From a genealogical and historical standpoint, Walter A. Haas Jr. was
the son of Walter A. Haas Sr. and the grandson of Abraham Haas, one of
California’s pioneering merchant-capitalists. Abraham Haas, alongside figures
such as Isaias W. Hellman, helped shape the financial architecture of the
Western States during the late nineteenth and early twentieth centuries.

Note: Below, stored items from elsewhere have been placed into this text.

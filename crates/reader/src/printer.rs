//! Renders a [`Value`] back into the surface syntax the parser accepts,
//! the inverse operation of [`crate::parser`]. Used by the REPL to print
//! results and by error reporting to render a form in a backtrace.

use ember_core::gc::Gc;
use ember_core::value::{Cons, HeapData, StrStorage, Value};

/// Render `v` to its printed representation. Cyclic list structure is
/// not guarded against: the evaluator never hands the printer a form
/// with a cyclic spine, and a host embedder constructing one by hand is
/// outside this crate's contract.
pub fn print_value(gc: &Gc, v: Value) -> String {
    let mut out = String::new();
    write_value(gc, v, &mut out);
    out
}

fn write_value(gc: &Gc, v: Value, out: &mut String) {
    match v {
        Value::Nil => out.push_str("()"),
        Value::Int(i) => out.push_str(&i.to_string()),
        Value::Double(d) => write_double(d, out),
        Value::Bool(true) => out.push_str("true"),
        Value::Bool(false) => out.push_str("false"),
        Value::UserPtr { tag, payload } => {
            out.push_str(&format!("#<user-ptr:{tag}:{payload:#x}>"))
        }
        Value::TypeCode(t) => out.push_str(&format!("#<type:{t}>")),
        Value::ErrorCode(c) => out.push_str(&format!("#<error-code:{c}>")),
        Value::Id(id) => write_ident(gc, id, out),
        Value::List(_) => write_list(gc, v, out),
        Value::Quote(id) => write_wrapped(gc, "'", id, out),
        Value::Backquote(id) => write_wrapped(gc, "`", id, out),
        Value::Comma(id) => write_wrapped(gc, ",", id, out),
        Value::Splice(id) => write_wrapped(gc, ",@", id, out),
        Value::Str(id) => write_string(gc, id, out),
        Value::Func(_) => out.push_str("#<func>"),
        Value::ExtFunc(id) => match gc.data(id) {
            HeapData::ExtFunc(f) => out.push_str(&format!("#<ext-func:{}>", f.name)),
            _ => out.push_str("#<ext-func>"),
        },
        Value::SpecialForm(id) => match gc.data(id) {
            HeapData::SpecialForm(sf) => out.push_str(&format!("#<special:{}>", sf.name)),
            _ => out.push_str("#<special>"),
        },
        Value::Env(_) => out.push_str("#<env>"),
    }
}

fn write_double(d: f64, out: &mut String) {
    if d.is_nan() {
        // Preserve the sign bit on the way out: `-nan` and `nan` are
        // distinct bit patterns and round-trip through the reader as
        // distinct values (the reader never produces a NaN literal
        // itself, but arithmetic can, and printing is the only way a
        // caller observes the sign).
        out.push_str(if d.is_sign_negative() { "-nan" } else { "nan" });
    } else if d.is_infinite() {
        out.push_str(if d > 0.0 { "inf" } else { "-inf" });
    } else if d.fract() == 0.0 && d.abs() < 1e15 {
        out.push_str(&format!("{d:.1}"));
    } else {
        out.push_str(&format!("{d}"));
    }
}

fn write_ident(gc: &Gc, id: ember_core::value::HeapId, out: &mut String) {
    match gc.data(id) {
        HeapData::Ident { name, .. } => out.push_str(name),
        _ => out.push_str("#<ident>"),
    }
}

fn write_wrapped(gc: &Gc, prefix: &str, id: ember_core::value::HeapId, out: &mut String) {
    out.push_str(prefix);
    if let HeapData::Wrapper(_kind, inner) = gc.data(id) {
        write_value(gc, *inner, out);
    }
}

fn write_list(gc: &Gc, mut v: Value, out: &mut String) {
    out.push('(');
    let mut first = true;
    loop {
        match v {
            Value::Nil => break,
            Value::List(id) => match gc.data(id) {
                HeapData::Cons(Cons { value, next }) => {
                    if !first {
                        out.push(' ');
                    }
                    first = false;
                    write_value(gc, *value, out);
                    v = *next;
                }
                _ => break,
            },
            other => {
                // Dotted tail: a non-nil, non-cons cdr.
                out.push_str(" . ");
                write_value(gc, other, out);
                break;
            }
        }
    }
    out.push(')');
}

fn write_string(gc: &Gc, id: ember_core::value::HeapId, out: &mut String) {
    out.push('"');
    for &b in resolve_str_bytes(gc, id).iter() {
        match b {
            b'"' => out.push_str("\\\""),
            b'\\' => out.push_str("\\\\"),
            b'\n' => out.push_str("\\n"),
            b'\t' => out.push_str("\\t"),
            b'\r' => out.push_str("\\r"),
            _ => out.push(b as char),
        }
    }
    out.push('"');
}

/// Resolve a string record's bytes, following a `View` to its flattened
/// `origin` (views never chain, per the core's substring invariant).
fn resolve_str_bytes(gc: &Gc, id: ember_core::value::HeapId) -> Vec<u8> {
    match gc.data(id) {
        HeapData::Str(s) => match &s.storage {
            StrStorage::Owned(bytes) => bytes.to_vec(),
            StrStorage::View { origin, start, len } => match gc.data(*origin) {
                HeapData::Str(origin_str) => match &origin_str.storage {
                    StrStorage::Owned(bytes) => bytes[*start..*start + *len].to_vec(),
                    StrStorage::View { .. } => Vec::new(),
                },
                _ => Vec::new(),
            },
        },
        _ => Vec::new(),
    }
}

#[cfg(test)]
mod tests {
    use super::*;
    use ember_core::interp::Interp;

    #[test]
    fn prints_atoms() {
        let interp = Interp::new();
        assert_eq!(print_value(&interp.gc, Value::Int(42)), "42");
        assert_eq!(print_value(&interp.gc, Value::Double(1.5)), "1.5");
        assert_eq!(print_value(&interp.gc, Value::Bool(true)), "true");
        assert_eq!(print_value(&interp.gc, Value::Nil), "()");
    }

    #[test]
    fn prints_whole_numbers_as_doubles_with_trailing_dot_zero() {
        let interp = Interp::new();
        assert_eq!(print_value(&interp.gc, Value::Double(3.0)), "3.0");
    }

    #[test]
    fn prints_a_list_round_tripping_through_the_parser() {
        let mut interp = Interp::new();
        let form = crate::parser::read_one(&mut interp, "(+ 1 2)").unwrap().unwrap();
        assert_eq!(print_value(&interp.gc, form), "(+ 1 2)");
    }

    #[test]
    fn prints_a_string_with_escapes() {
        let mut interp = Interp::new();
        let form = crate::parser::read_one(&mut interp, r#""a\nb""#).unwrap().unwrap();
        assert_eq!(print_value(&interp.gc, form), r#""a\nb""#);
    }

    #[test]
    fn prints_quote_sugar() {
        let mut interp = Interp::new();
        let form = crate::parser::read_one(&mut interp, "'(a b)").unwrap().unwrap();
        assert_eq!(print_value(&interp.gc, form), "'(a b)");
    }

    #[test]
    fn negative_nan_keeps_its_sign_on_the_way_out() {
        let interp = Interp::new();
        let neg_nan = -f64::NAN;
        assert_eq!(print_value(&interp.gc, Value::Double(neg_nan)), "-nan");
    }
}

Hellman himself is recognized as the first major banker of Los Angeles, and
together the Haas–Hellman partnership formed part of the same economic network
that would later consolidate under Wells Fargo Bank. Importantly, Abraham Haas
served as a director of Wells Fargo in San Francisco, a fact that anchors the
Haas lineage directly within the institutional matrix already linked to the
Zodiac’s symbolic geography [5]. Whatever interpretive direction one takes, the
recurrence of the Haas name—from the early days of California banking to the
1970s Oakland A’s correspondence—suggests continuity in the cultural and
financial backdrop against which the Zodiac narrative unfolded.
Read semiotically, the Haas connection reframes the “A’s tickets” motif
as more than a stunt: it is a continuity marker linking the Zodiac’s
communications to the same institutional lattice that I have mapped downtown
(Wells Fargo / Union Square / St. Francis). The Haas family sits at both ends
of that lattice—nineteenth-century banking (Abraham Haas, Wells Fargo director)

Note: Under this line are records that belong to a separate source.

/// Resolve a `Str` heap record's bytes to an owned `String`. A `View`'s
/// `origin` always points at an `Owned` record directly (substrings are
/// flattened at construction time), so this never recurses.
fn str_contents(gc: &crate::gc::Gc, id: crate::value::HeapId) -> String {
    let bytes = match gc.data(id) {
        HeapData::Str(s) => match &s.storage {
            StrStorage::Owned(b) => b.to_vec(),
            StrStorage::View { origin, start, len } => match gc.data(*origin) {
                HeapData::Str(o) => match &o.storage {
                    StrStorage::Owned(b) => b[*start..*start + *len].to_vec(),
                    StrStorage::View { .. } => Vec::new(),
                },
                _ => Vec::new(),
            },
        },
        _ => Vec::new(),
    };
    String::from_utf8_lossy(&bytes).into_owned()
}

fn sf_def(interp: &mut Interp, args: Value, env: crate::value::HeapId) -> Step {
    let elems = list_elems(&interp.gc, args);
    if elems.len() != 2 {
        interp.errors.throw(ErrorCode::Match as i32, "def: expected (def name value)");
        return Step::Value(Value::Nil);
    }
    let name_id = match elems[0] {
        Value::Id(id) => id,
        _ => {
            interp.errors.throw(ErrorCode::Type as i32, "def: expected a name");
            return Step::Value(Value::Nil);
        }
    };
    let value = match eval::eval_checked(interp, elems[1], env) {
        Some(v) => v,
        None => return Step::Value(Value::Nil),
    };
    if interp.throw_or(interp.define_global(name_id, value, DefFlags(0))).is_none() {
        return Step::Value(Value::Nil);
    }
    Step::Value(Value::Id(name_id))
}

fn sf_set(interp: &mut Interp, args: Value, env: crate::value::HeapId) -> Step {
    let elems = list_elems(&interp.gc, args);
    if elems.len() != 2 {
        interp.errors.throw(ErrorCode::Match as i32, "set!: expected (set! name value)");
        return Step::Value(Value::Nil);
    }
    let name_id = match elems[0] {
        Value::Id(id) => id,
        _ => {
            interp.errors.throw(ErrorCode::Type as i32, "set!: expected a name");
            return Step::Value(Value::Nil);
        }
    };
    let value = match eval::eval_checked(interp, elems[1], env) {
        Some(v) => v,
        None => return Step::Value(Value::Nil),
    };
    if interp.throw_or(env::set(&mut interp.gc, env, name_id, value)).is_none() {
        return Step::Value(Value::Nil);
    }
    Step::Value(value)
}

/// `(match expr (pattern body...) ...)`. Patterns are raw, unevaluated
/// forms walked structurally by [`crate::eval::match_pattern`]; the
/// first clause whose pattern matches wins.
fn sf_match(interp: &mut Interp, args: Value, env: crate::value::HeapId) -> Step {
    let elems = list_elems(&interp.gc, args);
    if elems.is_empty() {
        return Step::Value(Value::Nil);
    }
    let subject = match eval::eval_checked(interp, elems[0], env) {
        Some(v) => v,
        None => return Step::Value(Value::Nil),
    };
    let wildcard = interp.intern.intern(&mut interp.gc, "_");
    let colon = interp.intern.std_colon;
    for clause in &elems[1..] {
        let parts = list_elems(&interp.gc, *clause);
        if parts.is_empty() {
            continue;
        }
        let mut bindings = Vec::new();
        if eval::match_pattern(&interp.gc, parts[0], subject, wildcard, colon, &mut bindings) {
            let frame = env::push_env(&mut interp.gc, env);
            for (id, value) in bindings {
                let _ = env::define(&mut interp.gc, frame, id, value, DefFlags(0), false, true);
            }
            let body = &parts[1..];
            if body.is_empty() {
                return Step::Value(Value::Nil);
            }
            for form in &body[..body.len() - 1] {
                if eval::eval_checked(interp, *form, frame).is_none() {
                    return Step::Value(Value::Nil);
                }
            }
            return Step::Eval(body[body.len() - 1], frame);
        }
    }
    interp.errors.throw(ErrorCode::Match as i32, "match: no clause matched");
    Step::Value(Value::Nil)
}

// ------------------------------------------------------------------- builtins

fn install_builtins(interp: &mut Interp) -> Result<(), (ErrorCode, String)> {
    interp.define_ext_func("+", Rc::new(ext_add))?;
    interp.define_ext_func("-", Rc::new(ext_sub))?;
    interp.define_ext_func("*", Rc::new(ext_mul))?;
    interp.define_ext_func("/", Rc::new(ext_div))?;
    interp.define_ext_func("=", Rc::new(|i, a| ext_cmp(i, a, std::cmp::Ordering::is_eq)))?;
    interp.define_ext_func("<", Rc::new(|i, a| ext_cmp(i, a, std::cmp::Ordering::is_lt)))?;
    interp.define_ext_func(">", Rc::new(|i, a| ext_cmp(i, a, std::cmp::Ordering::is_gt)))?;
    interp.define_ext_func("<=", Rc::new(|i, a| ext_cmp(i, a, std::cmp::Ordering::is_le)))?;
    interp.define_ext_func(">=", Rc::new(|i, a| ext_cmp(i, a, std::cmp::Ordering::is_ge)))?;
    interp.define_ext_func("not", Rc::new(ext_not))?;
    interp.define_ext_func("eq?", Rc::new(ext_eq))?;
    interp.define_ext_func("cons", Rc::new(ext_cons))?;
    interp.define_ext_func("car", Rc::new(ext_car))?;
    interp.define_ext_func("cdr", Rc::new(ext_cdr))?;
    interp.define_ext_func("list", Rc::new(ext_list))?;
    interp.define_ext_func("null?", Rc::new(ext_null))?;
    interp.define_ext_func("pair?", Rc::new(ext_pair))?;
    interp.define_ext_func("substr", Rc::new(ext_substr))?;
    Ok(())
}

#[derive(Clone, Copy)]
enum Num {
    Int(i64),
    Double(f64),
}

fn to_num(v: Value) -> Option<Num> {
    match v {
        Value::Int(i) => Some(Num::Int(i)),
        Value::Double(d) => Some(Num::Double(d)),
        _ => None,
    }
}

fn num_value(n: Num) -> Value {
    match n {
        Num::Int(i) => Value::Int(i),
        Num::Double(d) => Value::Double(d),
    }
}

fn num_order(a: Num, b: Num) -> std::cmp::Ordering {
    match (a, b) {
        (Num::Int(x), Num::Int(y)) => x.cmp(&y),
        (Num::Int(x), Num::Double(y)) => (x as f64).partial_cmp(&y).unwrap_or(std::cmp::Ordering::Equal),
        (Num::Double(x), Num::Int(y)) => x.partial_cmp(&(y as f64)).unwrap_or(std::cmp::Ordering::Equal),
        (Num::Double(x), Num::Double(y)) => x.partial_cmp(&y).unwrap_or(std::cmp::Ordering::Equal),
    }
}

fn fold_numeric(
    interp: &mut Interp,
    args: &[Value],
    identity: Num,
    int_op: fn(i64, i64) -> i64,
    f64_op: fn(f64, f64) -> f64,
) -> Value {
    let mut acc = identity;
    for &a in args {
        let n = match to_num(a) {
            Some(n) => n,
            None => {
                interp.errors.throw(ErrorCode::Type as i32, "expected a number");
                return Value::Nil;
            }
        };
        acc = match (acc, n) {
            (Num::Int(x), Num::Int(y)) => Num::Int(int_op(x, y)),
            (Num::Int(x), Num::Double(y)) => Num::Double(f64_op(x as f64, y)),
            (Num::Double(x), Num::Int(y)) => Num::Double(f64_op(x, y as f64)),
            (Num::Double(x), Num::Double(y)) => Num::Double(f64_op(x, y)),
        };
    }
    num_value(acc)
}

fn ext_add(interp: &mut Interp, args: &[Value]) -> Value {
    fold_numeric(interp, args, Num::Int(0), |a, b| a.wrapping_add(b), |a, b| a + b)
}

fn ext_mul(interp: &mut Interp, args: &[Value]) -> Value {
    fold_numeric(interp, args, Num::Int(1), |a, b| a.wrapping_mul(b), |a, b| a * b)
}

and late-twentieth-century sport/marketing (Walter A. Haas Jr., Oakland A’s).
If Zodiac’s letters repeatedly “perform” insider fluency with civic nodes, then
mailing A’s tickets in 1970 functions as a performative bridge between
finance-lineage and mass-audience spectacle: it signals that he can touch the
same channels elites use to shape public attention.
The Tagert family mailing sharpens that point. Vallejo is not random—it
is the catchment city for two early canonical attacks and the media echo
chamber (Times-Herald) that amplified Zodiac’s voice. Dropping Oakland A’s
tickets into a Vallejo household in June 1970 achieves three things at once:
- Geographic
triangulation binds the East Bay franchise (Haas orbit) to Zodiac’s North
Bay theater (Vallejo/Benicia), newspapers, and Union Square.
- Para-insider signaling
implies access to non-obvious promotional streams or to someone adjacent
to them—consistent with the “middleman” hypothesis (an operator who
parasitizes institutional pipelines without officially belonging).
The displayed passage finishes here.